Brief → What lines of the data include the string "EnvFilter"? Copy them all.

[[ Information open ]]

//! The Cursor entity — a consumer's read position within a stream.

use crate::error::CoreError;
use chrono::{DateTime, Utc};
use serde::{Deserialize, Serialize};

#[derive(Debug, Clone, Serialize, Deserialize)]
pub struct Cursor {
    pub id: String,
    pub stream_type: String,
    pub stream_id: String,
    pub position: i64,
    pub consumer_id: Option<String>,
    pub created_at: DateTime<Utc>,
    pub updated_at: DateTime<Utc>,
}

impl Cursor {
    /// `advance(id, p)` requires `p >= position` — monotonic,
    /// never regresses.
    pub fn validate_advance(&self, new_position: i64) -> Result<(), CoreError> {
        if new_position >= self.position {
            Ok(())
        } else {
            Err(CoreError::stale(format!(
                "cursor {} cannot advance backward from {} to {}",
                self.id, self.position, new_position
            )))
        }
    }
}
//! Coordinator API process entrypoint.
//!
//! Loads [`CoreConfig`] from the environment, initializes tracing, bootstraps
//! the Store, and serves the Axum router until it receives SIGINT/SIGTERM.

use std::net::SocketAddr;

use fleet_config::CoreConfig;
use tracing_subscriber::EnvFilter;

#[tokio::main]
async fn main() -> anyhow::Result<()> {
    let _ = dotenvy::dotenv();

    let config = CoreConfig::from_env()?;
    init_tracing(&config);

    tracing::info!(data_dir = %config.data_dir.display(), "starting fleet-daemon");

    let app = fleet_daemon::build_app(config).await?;

    let addr: SocketAddr = std::env::var("FLEET_BIND_ADDR")
        .unwrap_or_else(|_| "127.0.0.1:4287".to_string())
        .parse()?;

    let listener = tokio::net::TcpListener::bind(addr).await?;
    tracing::info!(%addr, "fleet-daemon listening");

    axum::serve(listener, app.router)
        .with_graceful_shutdown(shutdown_signal())
        .await?;

    tracing::info!("fleet-daemon shut down");
    Ok(())
}

fn init_tracing(config: &CoreConfig) {
    let filter = EnvFilter::try_from_default_env()
        .unwrap_or_else(|_| EnvFilter::new(config.log_level.as_filter_str()));
    tracing_subscriber::fmt().with_env_filter(filter).init();
}

async fn shutdown_signal() {
    let ctrl_c = async {
        tokio::signal::ctrl_c()
            .await
            .expect("failed to install Ctrl+C handler");
    };

    #[cfg(unix)]
    let terminate = async {
        tokio::signal::unix::signal(tokio::signal::unix::SignalKind::terminate())
            .expect("failed to install SIGTERM handler")
            .recv()
            .await;
    };

    #[cfg(not(unix))]
    let terminate = std::future::pending::<()>();

    tokio::select! {
        _ = ctrl_c => {}
        _ = terminate => {}
    }

    tracing::info!("shutdown signal received");
}
/// Transaction-scoped variant of [`list_sorties_by_mission`], used by
/// `fleet-checkpoint::create`.
pub async fn list_sorties_by_mission_in_tx(
    tx: &mut Transaction<'static, Sqlite>,
    mission_id: &MissionId,
) -> CoreResult<Vec<Sortie>> {
    let rows = sqlx::query("SELECT * FROM sorties WHERE mission_id = ? ORDER BY created_at ASC")
        .bind(mission_id.as_str())
        .fetch_all(&mut **tx)
        .await
        .map_err(|e| CoreError::internal(format!("list_sorties_by_mission_in_tx: {e}")))?;
    rows.iter().map(row_to_sortie).collect()
}

pub async fn list_sorties_by_specialist(
    pool: &SqlitePool,
    specialist_id: &SpecialistId,
) -> CoreResult<Vec<Sortie>> {
    let rows = sqlx::query("SELECT * FROM sorties WHERE assigned_to = ? ORDER BY created_at ASC")
        .bind(specialist_id.as_str())
        .fetch_all(pool)
        .await
        .map_err(|e| CoreError::internal(format!("list_sorties_by_specialist: {e}")))?;
    rows.iter().map(row_to_sortie).collect()
}

pub async fn get_specialist(pool: &SqlitePool, id: &SpecialistId) -> CoreResult<Option<Specialist>> {
    let row = sqlx::query("SELECT * FROM specialists WHERE id = ?")
        .bind(id.as_str())
        .fetch_optional(pool)
        .await
        .map_err(|e| CoreError::internal(format!("get_specialist: {e}")))?;
    row.as_ref().map(row_to_specialist).transpose()
}

pub async fn list_specialists(pool: &SqlitePool) -> CoreResult<Vec<Specialist>> {
    let rows = sqlx::query("SELECT * FROM specialists ORDER BY registered_at ASC")
        .fetch_all(pool)
        .await
        .map_err(|e| CoreError::internal(format!("list_specialists: {e}")))?;
    rows.iter().map(row_to_specialist).collect()
}

pub async fn get_lock(pool: &SqlitePool, id: &fleet_model::LockId) -> CoreResult<Option<Lock>> {
    let row = sqlx::query("SELECT * FROM locks WHERE id = ?")
        .bind(id.as_str())
        .fetch_optional(pool)
        .await
        .map_err(|e| CoreError::internal(format!("get_lock: {e}")))?;
    row.as_ref().map(row_to_lock).transpose()
}

/// The single active (status='active' AND not yet past `expires_at`) lock
/// on `normalized_path`, if any.
pub async fn get_active_lock_by_path(
    pool: &SqlitePool,
    normalized_path: &str,
    now: DateTime<Utc>,
) -> CoreResult<Option<Lock>> {
    let row = sqlx::query(
        "SELECT * FROM locks WHERE normalized_path = ? AND status = 'active' AND expires_at > ? \
         ORDER BY reserved_at DESC LIMIT 1",
    )
    .bind(normalized_path)
    .bind(now.to_rfc3339())
    .fetch_optional(pool)
    .await
    .map_err(|e| CoreError::internal(format!("get_active_lock_by_path: {e}")))?;
    row.as_ref().map(row_to_lock).transpose()
}

pub async fn list_locks_by_file(pool: &SqlitePool, normalized_path: &str) -> CoreResult<Vec<Lock>> {
    let rows = sqlx::query("SELECT * FROM locks WHERE normalized_path = ? ORDER BY reserved_at ASC")
        .bind(normalized_path)
        .fetch_all(pool)
        .await
        .map_err(|e| CoreError::internal(format!("list_locks_by_file: {e}")))?;
    rows.iter().map(row_to_lock).collect()
}

pub async fn list_locks_by_specialist(
    pool: &SqlitePool,
    specialist_id: &SpecialistId,
) -> CoreResult<Vec<Lock>> {
    let rows = sqlx::query("SELECT * FROM locks WHERE reserved_by = ? ORDER BY reserved_at ASC")
        .bind(specialist_id.as_str())
        .fetch_all(pool)
        .await
        .map_err(|e| CoreError::internal(format!("list_locks_by_specialist: {e}")))?;
    rows.iter().map(row_to_lock).collect()
}

/// Transaction-scoped variant of [`list_locks_by_specialist`], used by
/// `fleet-recovery::restore` to find locks a checkpointed specialist holds
/// outside the checkpoint's snapshot, within the same write transaction the
/// force-releases are appended into.
pub async fn list_locks_by_specialist_in_tx(
    tx: &mut Transaction<'static, Sqlite>,
    specialist_id: &SpecialistId,
) -> CoreResult<Vec<Lock>> {
    let rows = sqlx::query("SELECT * FROM locks WHERE reserved_by = ? ORDER BY reserved_at ASC")
        .bind(specialist_id.as_str())
        .fetch_all(&mut **tx)
        .await
        .map_err(|e| CoreError::internal(format!("list_locks_by_specialist_in_tx: {e}")))?;
    rows.iter().map(row_to_lock).collect()
}

pub async fn list_active_locks(pool: &SqlitePool) -> CoreResult<Vec<Lock>> {
    let rows = sqlx::query("SELECT * FROM locks WHERE status = 'active' ORDER BY reserved_at ASC")
        .fetch_all(pool)
        .await
        .map_err(|e| CoreError::internal(format!("list_active_locks: {e}")))?;
    rows.iter().map(row_to_lock).collect()
}

/// Transaction-scoped variant of [`list_active_locks`], used by
/// `fleet-checkpoint::create`.
pub async fn list_active_locks_in_tx(tx: &mut Transaction<'static, Sqlite>) -> CoreResult<Vec<Lock>> {
    let rows = sqlx::query("SELECT * FROM locks WHERE status = 'active' ORDER BY reserved_at ASC")
        .fetch_all(&mut **tx)
        .await
        .map_err(|e| CoreError::internal(format!("list_active_locks_in_tx: {e}")))?;
    rows.iter().map(row_to_lock).collect()
}

/// Locks whose status is still `active` in the projection but whose
/// `expires_at` has already passed — candidates for the sweeper.
pub async fn list_expired_locks(pool: &SqlitePool, now: DateTime<Utc>) -> CoreResult<Vec<Lock>> {
    let rows = sqlx::query("SELECT * FROM locks WHERE status = 'active' AND expires_at <= ? ORDER BY expires_at ASC")
        .bind(now.to_rfc3339())
        .fetch_all(pool)
        .await
        .map_err(|e| CoreError::internal(format!("list_expired_locks: {e}")))?;
    rows.iter().map(row_to_lock).collect()
}

/// Transaction-scoped variant of [`get_lock`], for command crates that
/// must read-then-write the same row atomically.
pub async fn get_lock_in_tx(
    tx: &mut Transaction<'static, Sqlite>,
    id: &fleet_model::LockId,
) -> CoreResult<Option<Lock>> {
    let row = sqlx::query("SELECT * FROM locks WHERE id = ?")
        .bind(id.as_str())
        .fetch_optional(&mut **tx)
        .await
        .map_err(|e| CoreError::internal(format!("get_lock_in_tx: {e}")))?;
    row.as_ref().map(row_to_lock).transpose()
}

/// Transaction-scoped variant of [`get_active_lock_by_path`], used by
/// `fleet-locks::acquire` so the conflict check and the insert happen
/// atomically in one write transaction.
pub async fn get_active_lock_by_path_in_tx(
    tx: &mut Transaction<'static, Sqlite>,
    normalized_path: &str,
    now: DateTime<Utc>,
) -> CoreResult<Option<Lock>> {
    let row = sqlx::query(
        "SELECT * FROM locks WHERE normalized_path = ? AND status = 'active' AND expires_at > ? \
         ORDER BY reserved_at DESC LIMIT 1",
    )
    .bind(normalized_path)
    .bind(now.to_rfc3339())
    .fetch_optional(&mut **tx)
    .await
    .map_err(|e| CoreError::internal(format!("get_active_lock_by_path_in_tx: {e}")))?;
    row.as_ref().map(row_to_lock).transpose()
}

pub async fn get_mailbox(pool: &SqlitePool, id: &MailboxId) -> CoreResult<Option<Mailbox>> {
    let row = sqlx::query("SELECT * FROM mailboxes WHERE mailbox_id = ?")
        .bind(id.as_str())
        .fetch_optional(pool)
        .await
        .map_err(|e| CoreError::internal(format!("get_mailbox: {e}")))?;
    row.as_ref().map(row_to_mailbox).transpose()
}

pub async fn get_mailbox_by_owner(pool: &SqlitePool, owner_id: &SpecialistId) -> CoreResult<Option<Mailbox>> {
    let row = sqlx::query("SELECT * FROM mailboxes WHERE owner_id = ?")
        .bind(owner_id.as_str())
        .fetch_optional(pool)
        .await
        .map_err(|e| CoreError::internal(format!("get_mailbox_by_owner: {e}")))?;
    row.as_ref().map(row_to_mailbox).transpose()
}

/// Transaction-scoped lookup of the mailbox owned by `owner_id`, used by
/// `fleet-mailbox::send` to decide whether a mailbox must be auto-created.
pub async fn get_mailbox_by_owner_in_tx(
    tx: &mut Transaction<'static, Sqlite>,
    owner_id: &SpecialistId,
) -> CoreResult<Option<Mailbox>> {
    let row = sqlx::query("SELECT * FROM mailboxes WHERE owner_id = ?")
        .bind(owner_id.as_str())
        .fetch_optional(&mut **tx)
        .await
        .map_err(|e| CoreError::internal(format!("get_mailbox_by_owner_in_tx: {e}")))?;
    row.as_ref().map(row_to_mailbox).transpose()
}

/// Transaction-scoped variant of [`get_message`], for `mark_read` /
/// `acknowledge` / `requeue`'s idempotency checks.
pub async fn get_message_in_tx(
    tx: &mut Transaction<'static, Sqlite>,
    id: &fleet_model::MessageId,
) -> CoreResult<Option<Message>> {
    let row = sqlx::query("SELECT * FROM messages WHERE id = ?")
        .bind(id.as_str())
        .fetch_optional(&mut **tx)
        .await
        .map_err(|e| CoreError::internal(format!("get_message_in_tx: {e}")))?;
    row.as_ref().map(row_to_message).transpose()
}

pub async fn get_message(pool: &SqlitePool, id: &fleet_model::MessageId) -> CoreResult<Option<Message>> {
    let row = sqlx::query("SELECT * FROM messages WHERE id = ?")
        .bind(id.as_str())
        .fetch_optional(pool)
        .await
        .map_err(|e| CoreError::internal(format!("get_message: {e}")))?;
    row.as_ref().map(row_to_message).transpose()
}

/// Messages for a mailbox, oldest first, tiebroken by `insertion_id`.
/// `status` filters to one lifecycle stage when given.
pub async fn list_messages(
    pool: &SqlitePool,
    mailbox_id: &MailboxId,
    status: Option<MessageStatus>,
) -> CoreResult<Vec<Message>> {
    let rows = match status {
        Some(status) => {
            sqlx::query(
                "SELECT * FROM messages WHERE mailbox_id = ? AND status = ? ORDER BY sent_at ASC, insertion_id ASC",
            )
            .bind(mailbox_id.as_str())
            .bind(message_status_str(status))
            .fetch_all(pool)
            .await
        }
        None => {
            sqlx::query("SELECT * FROM messages WHERE mailbox_id = ? ORDER BY sent_at ASC, insertion_id ASC")
                .bind(mailbox_id.as_str())
                .fetch_all(pool)
                .await
        }
    }
    .map_err(|e| CoreError::internal(format!("list_messages: {e}")))?;
    rows.iter().map(row_to_message).collect()
}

[[ Information closed ]]

Expected answer →
use tracing_subscriber::EnvFilter;
    let filter = EnvFilter::try_from_default_env()
        .unwrap_or_else(|_| EnvFilter::new(config.log_level.as_filter_str()));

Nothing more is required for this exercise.